In particular, how will the ICC's work affect the ability of peacemakers
and peace negotiators to use traditional or neotraditional indeigenous peacemaking
practices based on the offering of amnesties, forgiveness and the reintegration
of conflict-torn communities?
One of my bellwethers in this regard has been to carefully watch the course
of the judicial investigation that ICC Chief Prosecutor Luis Moreno-Ocampo
has launched into the atrocities committed in the civil war inside Northern
Uganda.
This "situation" was
referred to the prosecutor
by Ugandan President Yoweri Museveni in January 2004. Moreno-Ocampo
started studying the situation; and in late July 2004 he
opened a formal judicial investigation
into it—the kind of investigation that can, under the mixed, civil
law / common law procedure according to which the ICC works, be expected
to result in the issuing of a number of indictments.
Inside northern Uganda, however, many community leaders had a very different
idea of what needed to be done to end the commission of atrocities there.
As the New York Times reporter Marc Lacey
wrote
in April 2005,
some war victims are urging the international court to back off.
They say the local people will suffer if the rebel command feels cornered.
They recommend giving forgiveness more of a chance, using an age-old ceremony
involving raw eggs. "When we talk of arrest warrants it sounds so simple,"
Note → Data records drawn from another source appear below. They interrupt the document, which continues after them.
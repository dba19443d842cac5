//! Admin review decisions on pending products.
//!
//! A decision is what the review modal produces and what
//! `PATCH /admin/products/:id/status` carries.

use chrono::{DateTime, Utc};
use serde::{Deserialize, Serialize};

use bazaar_core::DomainError;

use crate::product::{
    ApproveProduct, ProductCommand, ProductId, ProductStatus, RejectProduct, RequestChanges,
};

#[derive(Debug, Clone, PartialEq, Eq, Serialize, Deserialize)]
#[serde(tag = "status", rename_all = "SCREAMING_SNAKE_CASE")]
pub enum ReviewDecision {
    Approved {
        #[serde(default, skip_serializing_if = "Option::is_none")]
        note: Option<String>,
    },
    Rejected {
        #[serde(rename = "rejectionReason")]
        reason: String,
    },
    /// "Request changes": the product goes back to DRAFT.
    #[serde(rename = "DRAFT")]
    ChangesRequested {
        #[serde(rename = "reviewNote")]
        note: String,
    },
}

impl ReviewDecision {
    pub fn approve(note: Option<String>) -> Self {
        Self::Approved { note }
    }

    pub fn reject(reason: impl Into<String>) -> Self {
        Self::Rejected {
            reason: reason.into(),
        }
    }

    pub fn request_changes(note: impl Into<String>) -> Self {
        Self::ChangesRequested { note: note.into() }
    }

    /// Status the product ends up in.
    pub fn target_status(&self) -> ProductStatus {
        match self {
            ReviewDecision::Approved { .. } => ProductStatus::Approved,
            ReviewDecision::Rejected { .. } => ProductStatus::Rejected,
            ReviewDecision::ChangesRequested { .. } => ProductStatus::Draft,
        }
    }

    /// Form validation run before anything is sent.
    pub fn validate(&self) -> Result<(), DomainError> {
        match self {
            ReviewDecision::Approved { .. } => Ok(()),
            ReviewDecision::Rejected { reason } if reason.trim().is_empty() => {
                Err(DomainError::validation("rejection reason is required"))
            }
            ReviewDecision::ChangesRequested { note } if note.trim().is_empty() => Err(
                DomainError::validation("a note describing the changes is required"),
            ),
            _ => Ok(()),
        }
    }

    pub fn into_command(self, product_id: ProductId, occurred_at: DateTime<Utc>) -> ProductCommand {
        match self {
            ReviewDecision::Approved { note } => ProductCommand::ApproveProduct(ApproveProduct {
                product_id,
                note,
                occurred_at,
            }),
            ReviewDecision::Rejected { reason } => ProductCommand::RejectProduct(RejectProduct {
                product_id,
                reason,
                occurred_at,
            }),
            ReviewDecision::ChangesRequested { note } => {
                ProductCommand::RequestChanges(RequestChanges {
                    product_id,
                    note,
                    occurred_at,
                })
            }
        }
    }
}

#[cfg(test)]
mod tests {
    use super::*;
    use serde_json::json;

    #[test]
    fn blank_reason_or_note_fails_validation() {
        assert!(ReviewDecision::reject("  ").validate().is_err());
        assert!(ReviewDecision::request_changes("").validate().is_err());
        assert!(ReviewDecision::approve(None).validate().is_ok());
        assert!(ReviewDecision::reject("Missing certification").validate().is_ok());
    }

    #[test]
    fn wire_shape_matches_status_patch_body() {
        assert_eq!(
            serde_json::to_value(ReviewDecision::reject("Missing certification")).unwrap(),
            json!({ "status": "REJECTED", "rejectionReason": "Missing certification" })
        );
        assert_eq!(
            serde_json::to_value(ReviewDecision::request_changes("Add photos")).unwrap(),
            json!({ "status": "DRAFT", "reviewNote": "Add photos" })
        );
        assert_eq!(
            serde_json::to_value(ReviewDecision::approve(None)).unwrap(),
            json!({ "status": "APPROVED" })
        );
        let parsed: ReviewDecision =
            serde_json::from_value(json!({ "status": "APPROVED", "note": "looks good" })).unwrap();
        assert_eq!(parsed, ReviewDecision::approve(Some("looks good".to_string())));
    }

    #[test]
    fn target_status_follows_decision() {
        assert_eq!(ReviewDecision::approve(None).target_status(), ProductStatus::Approved);
        assert_eq!(ReviewDecision::reject("x").target_status(), ProductStatus::Rejected);
        assert_eq!(ReviewDecision::request_changes("x").target_status(), ProductStatus::Draft);
    }
}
said David Onen Acana II, the chief of the Acholi, the dominant tribe in
the war-riven north... "But an arrest warrant doesn't mean the war will end."
(The whole of that article is well worth reading. The kinds of community-reintegration
rituals that Lacey describes there seem very similar to ones that I have
studied, in
Mozambique
.)
In March 2005, Acana
led a high-level delegation
of north-Uganda community leaders to The Hague where they discussed their
concerns with Moreno-Ocampo. The delegation was apparently unable to
reach agreement on the text of a single joint statement at the end of the
visit, so
two
separate statements
were issued instead. The prosecutor's statement said,
I am mindful of traditional justice and reconciliation processes
and sensitive to the leaders’ efforts to promote dialogue between different
actors in order to achieve peace… I also recognize the vital role to
be played by national and local leaders to achieve peace, justice and reconciliation.
We agreed on the importance of continuing this dialogue in pursuit of the
common goal of ending violence.
A month later, Acana led an even larger delegation to the ICC headquarters.
This time, the two sides were able to reach agreement on a
joint statement
. It read in part:
The Lango; Acholi; Iteso and Madi community leaders and the
Prosecutor of the International Criminal Court have agreed to work together
as part of a common effort to achieve justice and reconciliation, the rebuilding
of communities and an end to violence in Northern Uganda… In working
towards an end to violence, all parties agreed to continue to integrate the
dialogue for peace, the ICC and traditional justice and reconciliation processes.
Moreno-Ocampo's work thus seemed to be emerging as one focusing considerably
more on the diplomacy of peacemaking than that of most prosecutors.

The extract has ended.